Exercise brief: Write out all the data below exactly.

Working data:
########

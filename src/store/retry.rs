//! Bounded retry with capped exponential backoff

use std::time::Duration;

use serde::{Deserialize, Serialize};

fn default_max_attempts() -> u32 {
    8
}

fn default_initial_backoff_ms() -> u64 {
    50
}

fn default_max_backoff_ms() -> u64 {
    2000
}

/// Retry policy for unprocessed batch items
#[derive(Debug, Clone, PartialEq, Eq, Serialize, Deserialize)]
pub struct RetryPolicy {
    /// Submissions per chunk, including the first
    #[serde(default = "default_max_attempts")]
    pub max_attempts: u32,

    /// Delay before the first retry
    #[serde(default = "default_initial_backoff_ms")]
    pub initial_backoff_ms: u64,

    /// Upper bound for any single delay
    #[serde(default = "default_max_backoff_ms")]
    pub max_backoff_ms: u64,
}

impl Default for RetryPolicy {
    fn default() -> Self {
        Self {
            max_attempts: default_max_attempts(),
            initial_backoff_ms: default_initial_backoff_ms(),
            max_backoff_ms: default_max_backoff_ms(),
        }
    }
}

impl RetryPolicy {
    /// Policy that retries immediately, for tests and local stores
    pub fn immediate(max_attempts: u32) -> Self {
        Self {
            max_attempts,
            initial_backoff_ms: 0,
            max_backoff_ms: 0,
        }
    }

    /// Delay before retry number `retry` (0-based)
    pub fn delay(&self, retry: u32) -> Duration {
        let factor = 2u64.saturating_pow(retry.min(32));
        let delay_ms = self.initial_backoff_ms.saturating_mul(factor);
        Duration::from_millis(delay_ms.min(self.max_backoff_ms))
    }
}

########

Task result:
filename src/store/retry.rs
//! Bounded retry with capped exponential backoff

use std::time::Duration;

use serde::{Deserialize, Serialize};

fn default_max_attempts() -> u32 {
    8
}

fn default_initial_backoff_ms() -> u64 {
    50
}

fn default_max_backoff_ms() -> u64 {
    2000
}

/// Retry policy for unprocessed batch items
#[derive(Debug, Clone, PartialEq, Eq, Serialize, Deserialize)]
pub struct RetryPolicy {
    /// Submissions per chunk, including the first
    #[serde(default = "default_max_attempts")]
    pub max_attempts: u32,

    /// Delay before the first retry
    #[serde(default = "default_initial_backoff_ms")]
    pub initial_backoff_ms: u64,

    /// Upper bound for any single delay
    #[serde(default = "default_max_backoff_ms")]
    pub max_backoff_ms: u64,
}

impl Default for RetryPolicy {
    fn default() -> Self {
        Self {
            max_attempts: default_max_attempts(),
            initial_backoff_ms: default_initial_backoff_ms(),
            max_backoff_ms: default_max_backoff_ms(),
        }
    }
}

impl RetryPolicy {
    /// Policy that retries immediately, for tests and local stores
    pub fn immediate(max_attempts: u32) -> Self {
        Self {
            max_attempts,
            initial_backoff_ms: 0,
            max_backoff_ms: 0,
        }
    }

    /// Delay before retry number `retry` (0-based)
    pub fn delay(&self, retry: u32) -> Duration {
        let factor = 2u64.saturating_pow(retry.min(32));
        let delay_ms = self.initial_backoff_ms.saturating_mul(factor);
        Duration::from_millis(delay_ms.min(self.max_backoff_ms))
    }
}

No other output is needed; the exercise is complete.